I have setup an intranet with my organization. Is it possible to have the domain companyName.home? I'm a complete newbie to this and I don't know what the limitations are, normally, for intranet domain names.
Thanks!
I am no expert, but internally on your own network you can do what you like ;-)..
If you configure your local machines (the ones you want to access this site at least) with a DNS server that has a record saying that "companyName.Home" is 192.168.1.whatever then thats where the names will get resolved to.
You could call it google.com and it would work.. but google would not.
often .local is used at the top level domanin (right most name) as AFAIK it is reserved and will never beon the internet.
If your TLD does not exist on the internet its a bonus (AFAIK) as it means there can be no overlap in routing or authentication with the public internet. EDIT this looks not to be the case see links below..
EDIT: don't use .local (see comments) but idid find tis relevant question serverfault:
Using .local for internal websites
and
Top level domain/domain suffix for private network?
they seem to be saying best practice is to use a real TLD.. have a look for yourself though.

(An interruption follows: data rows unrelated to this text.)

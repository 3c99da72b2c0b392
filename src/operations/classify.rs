//! Per-vertex interface classification.
//!
//! For every urban vertex V the classifier walks its K nearest flammable
//! vertices. Each flammable vertex F is looked at from three viewpoints
//! (F itself and the closest points to V on the two boundary edges leaving
//! F). A viewpoint is protected when any urban candidate near V or near the
//! viewpoint passes the [`ProtectionTest`]. V is an interface vertex unless
//! every viewpoint of every flammable neighbour is protected.

use tracing::{debug, info};

#[cfg(feature = "parallel")]
use rayon::prelude::*;

use crate::config::InterfaceParams;
use crate::error::{Result, StructuralError};
use crate::geometry::{VertexRecord, VertexSet};
use crate::math::angle_2d::azimuth_deg;
use crate::math::distance_2d::{closest_point_on_segment, dist2};
use crate::math::{is_finite_point, Point2};

use super::decision::{ProtectionTest, Shield};
use super::neighbors::{Neighbor, NeighborIndex, NeighborTable};
use super::ring::{triplet, VertexTriplet};

/// Where a flammable neighbour is seen from.
#[derive(Debug, Clone, Copy, PartialEq, Eq)]
pub enum Viewpoint {
    /// The flammable vertex itself.
    Vertex,
    /// Closest point to V on the edge towards the previous ring vertex.
    RingPrev,
    /// Closest point to V on the edge towards the next ring vertex.
    RingNext,
}

impl Viewpoint {
    pub const ALL: [Self; 3] = [Self::Vertex, Self::RingPrev, Self::RingNext];

    /// Resolves the viewpoint for urban vertex `v`. Edge viewpoints fall
    /// back to the vertex itself when the part has a single point.
    #[must_use]
    pub fn locate(self, v: &Point2, f: &VertexTriplet) -> Point2 {
        let end = match self {
            Self::Vertex => return f.point,
            Self::RingPrev => f.prev,
            Self::RingNext => f.next,
        };
        if is_finite_point(&end) {
            closest_point_on_segment(v, &f.point, &end)
        } else {
            f.point
        }
    }
}

/// Which urban neighbourhood supplies protector candidates.
#[derive(Debug, Clone, Copy, PartialEq, Eq)]
pub enum ProtectorGroup {
    /// The KF nearest urban vertices of V.
    NeighborsOfV,
    /// The KF nearest urban vertices of the current viewpoint.
    NeighborsOfF,
}

impl ProtectorGroup {
    pub const ALL: [Self; 2] = [Self::NeighborsOfV, Self::NeighborsOfF];
}

/// The closest unprotected flammable neighbour found so far.
#[derive(Debug, Clone, Copy, PartialEq)]
pub struct Exposure {
    /// Distance from V to the flammable vertex.
    pub distance: f64,
    /// Bearing from V to the nearest viewpoint, degrees clockwise from north.
    pub azimuth: f64,
    /// Feature of the flammable vertex.
    pub feature_id: u32,
    pub vertex_id: u32,
}

/// Exposure tracking for one urban vertex. Starts at the "protected"
/// ceiling and only ever tightens.
#[derive(Debug, Clone, Copy, PartialEq)]
pub struct ExposureState {
    ceiling: f64,
    best: Option<Exposure>,
}

impl ExposureState {
    #[must_use]
    pub fn new(ceiling: f64) -> Self {
        Self {
            ceiling,
            best: None,
        }
    }

    /// Current tracked distance; the ceiling while nothing is exposed.
    #[must_use]
    pub fn distance(&self) -> f64 {
        self.best.map_or(self.ceiling, |e| e.distance)
    }

    #[must_use]
    pub fn best(&self) -> Option<Exposure> {
        self.best
    }

    /// Adopts `candidate` if it is strictly closer. Returns whether it did.
    pub fn tighten(&mut self, candidate: Exposure) -> bool {
        if candidate.distance < self.distance() {
            self.best = Some(candidate);
            true
        } else {
            false
        }
    }
}

/// Classification result of one urban vertex.
#[derive(Debug, Clone, PartialEq)]
pub struct VertexClassification {
    pub vertex_id: u32,
    pub is_interface: bool,
    pub exposure: Option<Exposure>,
    /// Rank-1 flammable neighbour (sentinel when none is in range).
    pub nearest: Neighbor,
    /// Flammable ranks whose three viewpoints were all protected.
    pub protected_ranks: usize,
}

/// Classifier output, indexed by urban vertex id (row 0 is the sentinel).
#[derive(Debug, Clone)]
pub struct Classification {
    rows: Vec<VertexClassification>,
}

impl Classification {
    #[must_use]
    pub fn rows(&self) -> &[VertexClassification] {
        &self.rows
    }

    #[must_use]
    pub fn get(&self, vertex_id: u32) -> Option<&VertexClassification> {
        self.rows.get(usize::try_from(vertex_id).ok()?)
    }

    #[must_use]
    pub fn len(&self) -> usize {
        self.rows.len()
    }

    #[must_use]
    pub fn is_empty(&self) -> bool {
        self.rows.is_empty()
    }

    /// Number of interface vertices.
    #[must_use]
    pub fn interface_count(&self) -> usize {
        self.rows.iter().filter(|r| r.is_interface).count()
    }

    /// Urban vertices that had a flammable neighbour in range but were
    /// protected from all of them.
    #[must_use]
    pub fn protected_count(&self) -> usize {
        self.rows
            .iter()
            .filter(|r| !r.is_interface && !r.nearest.is_sentinel())
            .count()
    }
}

/// Classifies every urban vertex as interface or protected.
pub struct ClassifyInterface<'a> {
    urban: &'a VertexSet,
    flammable: &'a VertexSet,
    params: &'a InterfaceParams,
}

impl<'a> ClassifyInterface<'a> {
    #[must_use]
    pub fn new(urban: &'a VertexSet, flammable: &'a VertexSet, params: &'a InterfaceParams) -> Self {
        Self {
            urban,
            flammable,
            params,
        }
    }

    /// Runs the classification.
    ///
    /// # Errors
    ///
    /// Returns a `StructuralError` when a neighbour table does not line up
    /// with the urban vertex set or references a vertex that does not exist.
    pub fn execute(&self) -> Result<Classification> {
        let radius = self.params.search_radius;
        let big_n = self.params.sentinels.big_n;

        let flammable_index = NeighborIndex::build(self.flammable, radius, big_n);
        let urban_index = NeighborIndex::build(self.urban, radius, big_n);

        let flammable_of_v = flammable_index.query_set(self.urban, self.params.k, false);
        let urban_of_v = urban_index.query_set(self.urban, self.params.kf, true);
        for (table, rows) in [
            ("flammable neighbour table", flammable_of_v.rows()),
            ("urban neighbour table", urban_of_v.rows()),
        ] {
            if rows != self.urban.len() {
                return Err(StructuralError::VertexIndexMismatch {
                    table,
                    rows,
                    expected: self.urban.len(),
                }
                .into());
            }
        }

        let pass = ClassifierPass {
            urban: self.urban,
            flammable: self.flammable,
            urban_index: &urban_index,
            flammable_of_v: &flammable_of_v,
            urban_of_v: &urban_of_v,
            test: ProtectionTest::from_params(self.params),
            kf: self.params.kf,
            ceiling: self.params.sentinels.pos_value,
        };

        let rows: Vec<VertexClassification> = maybe_par_iter!(self.urban.records())
            .map(|record| pass.classify(record))
            .collect::<Result<_>>()?;

        let classification = Classification { rows };
        info!(
            urban = self.urban.real().len(),
            flammable = self.flammable.real().len(),
            interface = classification.interface_count(),
            protected = classification.protected_count(),
            "classified urban vertices"
        );
        Ok(classification)
    }
}

/// Read-only state shared by every vertex of one classification run.
struct ClassifierPass<'a> {
    urban: &'a VertexSet,
    flammable: &'a VertexSet,
    urban_index: &'a NeighborIndex,
    flammable_of_v: &'a NeighborTable,
    urban_of_v: &'a NeighborTable,
    test: ProtectionTest,
    kf: usize,
    ceiling: f64,
}

impl ClassifierPass<'_> {
    fn classify(&self, record: &VertexRecord) -> Result<VertexClassification> {
        let row = usize::try_from(record.vertex_id).unwrap_or(usize::MAX);
        let flammable_neighbors = self.flammable_of_v.row(row);
        let nearest = flammable_neighbors.first().copied().unwrap_or(Neighbor {
            vertex_id: 0,
            distance: self.ceiling,
        });

        let mut state = ExposureState::new(self.ceiling);
        let mut protected_ranks = 0;
        let mut not_interface = true;

        if !record.is_sentinel() {
            let v = record.point;
            let near_v = self.urban_of_v.row(row);
            for neighbor in flammable_neighbors {
                // Missing ranks have nothing to be exposed to.
                if neighbor.is_sentinel() {
                    protected_ranks += 1;
                    continue;
                }
                let f = triplet(self.flammable, neighbor.vertex_id)?;
                let viewpoints = Viewpoint::ALL.map(|vp| vp.locate(&v, &f));

                let mut three_times_protected = true;
                for p in &viewpoints {
                    if !self.viewpoint_protected(&v, p, near_v)? {
                        three_times_protected = false;
                        break;
                    }
                }

                if three_times_protected {
                    protected_ranks += 1;
                    continue;
                }
                not_interface = false;
                let closest = viewpoints
                    .iter()
                    .min_by(|a, b| dist2(&v, a).total_cmp(&dist2(&v, b)))
                    .copied()
                    .unwrap_or(f.point);
                state.tighten(Exposure {
                    distance: dist2(&v, &closest).sqrt(),
                    azimuth: azimuth_deg(&v, &closest),
                    feature_id: f.feature_id,
                    vertex_id: f.vertex_id,
                });
            }
            debug!(
                vertex_id = record.vertex_id,
                protected_ranks,
                exposed = !not_interface,
                distance = state.distance(),
                "vertex classified"
            );
        }

        Ok(VertexClassification {
            vertex_id: record.vertex_id,
            is_interface: !not_interface && !nearest.is_sentinel(),
            exposure: state.best(),
            nearest,
            protected_ranks,
        })
    }

    /// `true` if any candidate of either protector group shields `v` from `p`.
    fn viewpoint_protected(&self, v: &Point2, p: &Point2, near_v: &[Neighbor]) -> Result<bool> {
        for group in ProtectorGroup::ALL {
            let near_p;
            let candidates = match group {
                ProtectorGroup::NeighborsOfV => near_v,
                ProtectorGroup::NeighborsOfF => {
                    near_p = self.urban_index.query_point(p, self.kf, None);
                    near_p.as_slice()
                }
            };
            for w in candidates {
                // Sentinels are sorted last.
                if w.is_sentinel() {
                    break;
                }
                let shield = Shield::from(&triplet(self.urban, w.vertex_id)?);
                if self.test.decide(v, p, &shield) {
                    return Ok(true);
                }
            }
        }
        Ok(false)
    }
}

You can set up CNAMEs and alternate A records for servers too that allow you to have short names for internal services and sites. though I don't know best practice on this I have certainly seen things like "http://intranet/" setup in quite a few places.
Probably best to ask the question again over on serverfault.. the experts are over there ;-) but hopefully you have some extra ideas to discuss it with them. Also there are many questions relating to this over there..
There are 2 suggestions on http://en.wikipedia.org/wiki/Top-level_domain#Pseudo-domains - .site and .internal, but there is no real standard yet.
You can add a DNS record to your internal DNS server that points to the web server.